Provided entries section start
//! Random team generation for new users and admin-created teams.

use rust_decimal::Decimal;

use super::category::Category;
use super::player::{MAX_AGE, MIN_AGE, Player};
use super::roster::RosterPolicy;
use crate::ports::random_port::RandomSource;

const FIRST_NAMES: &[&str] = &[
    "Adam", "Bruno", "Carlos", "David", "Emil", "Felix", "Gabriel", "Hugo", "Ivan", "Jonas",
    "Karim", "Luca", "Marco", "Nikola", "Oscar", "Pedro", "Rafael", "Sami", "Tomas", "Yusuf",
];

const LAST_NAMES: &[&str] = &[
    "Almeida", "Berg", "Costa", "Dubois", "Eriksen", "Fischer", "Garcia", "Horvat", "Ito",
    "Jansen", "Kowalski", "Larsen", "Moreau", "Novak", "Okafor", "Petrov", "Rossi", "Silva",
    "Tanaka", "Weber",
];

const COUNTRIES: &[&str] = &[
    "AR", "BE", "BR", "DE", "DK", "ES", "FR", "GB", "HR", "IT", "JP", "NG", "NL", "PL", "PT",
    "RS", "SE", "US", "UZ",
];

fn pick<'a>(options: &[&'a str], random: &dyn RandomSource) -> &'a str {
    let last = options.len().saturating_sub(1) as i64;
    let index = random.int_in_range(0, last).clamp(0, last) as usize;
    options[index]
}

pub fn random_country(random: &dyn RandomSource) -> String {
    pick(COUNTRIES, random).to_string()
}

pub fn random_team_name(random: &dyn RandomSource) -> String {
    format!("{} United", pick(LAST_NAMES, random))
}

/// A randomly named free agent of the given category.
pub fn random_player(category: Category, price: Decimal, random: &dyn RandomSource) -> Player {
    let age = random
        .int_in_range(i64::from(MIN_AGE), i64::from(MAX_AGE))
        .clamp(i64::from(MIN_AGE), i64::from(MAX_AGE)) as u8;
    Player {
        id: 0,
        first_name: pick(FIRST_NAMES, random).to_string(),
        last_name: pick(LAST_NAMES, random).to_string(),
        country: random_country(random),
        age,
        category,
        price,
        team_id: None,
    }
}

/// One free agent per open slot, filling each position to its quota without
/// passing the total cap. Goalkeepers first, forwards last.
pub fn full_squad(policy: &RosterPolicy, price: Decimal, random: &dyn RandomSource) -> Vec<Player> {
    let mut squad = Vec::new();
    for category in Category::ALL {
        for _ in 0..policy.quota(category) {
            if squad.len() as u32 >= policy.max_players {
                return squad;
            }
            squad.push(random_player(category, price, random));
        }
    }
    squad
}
Provided entries section end
> The task: Down to the final line, the data above must be copied exactly.

> Written solution:
//! Random team generation for new users and admin-created teams.

use rust_decimal::Decimal;

use super::category::Category;
use super::player::{MAX_AGE, MIN_AGE, Player};
use super::roster::RosterPolicy;
use crate::ports::random_port::RandomSource;

const FIRST_NAMES: &[&str] = &[
    "Adam", "Bruno", "Carlos", "David", "Emil", "Felix", "Gabriel", "Hugo", "Ivan", "Jonas",
    "Karim", "Luca", "Marco", "Nikola", "Oscar", "Pedro", "Rafael", "Sami", "Tomas", "Yusuf",
];

const LAST_NAMES: &[&str] = &[
    "Almeida", "Berg", "Costa", "Dubois", "Eriksen", "Fischer", "Garcia", "Horvat", "Ito",
    "Jansen", "Kowalski", "Larsen", "Moreau", "Novak", "Okafor", "Petrov", "Rossi", "Silva",
    "Tanaka", "Weber",
];

const COUNTRIES: &[&str] = &[
    "AR", "BE", "BR", "DE", "DK", "ES", "FR", "GB", "HR", "IT", "JP", "NG", "NL", "PL", "PT",
    "RS", "SE", "US", "UZ",
];

fn pick<'a>(options: &[&'a str], random: &dyn RandomSource) -> &'a str {
    let last = options.len().saturating_sub(1) as i64;
    let index = random.int_in_range(0, last).clamp(0, last) as usize;
    options[index]
}

pub fn random_country(random: &dyn RandomSource) -> String {
    pick(COUNTRIES, random).to_string()
}

pub fn random_team_name(random: &dyn RandomSource) -> String {
    format!("{} United", pick(LAST_NAMES, random))
}

/// A randomly named free agent of the given category.
pub fn random_player(category: Category, price: Decimal, random: &dyn RandomSource) -> Player {
    let age = random
        .int_in_range(i64::from(MIN_AGE), i64::from(MAX_AGE))
        .clamp(i64::from(MIN_AGE), i64::from(MAX_AGE)) as u8;
    Player {
        id: 0,
        first_name: pick(FIRST_NAMES, random).to_string(),
        last_name: pick(LAST_NAMES, random).to_string(),
        country: random_country(random),
        age,
        category,
        price,
        team_id: None,
    }
}

/// One free agent per open slot, filling each position to its quota without
/// passing the total cap. Goalkeepers first, forwards last.
pub fn full_squad(policy: &RosterPolicy, price: Decimal, random: &dyn RandomSource) -> Vec<Player> {
    let mut squad = Vec::new();
    for category in Category::ALL {
        for _ in 0..policy.quota(category) {
            if squad.len() as u32 >= policy.max_players {
                return squad;
            }
            squad.push(random_player(category, price, random));
        }
    }
    squad
}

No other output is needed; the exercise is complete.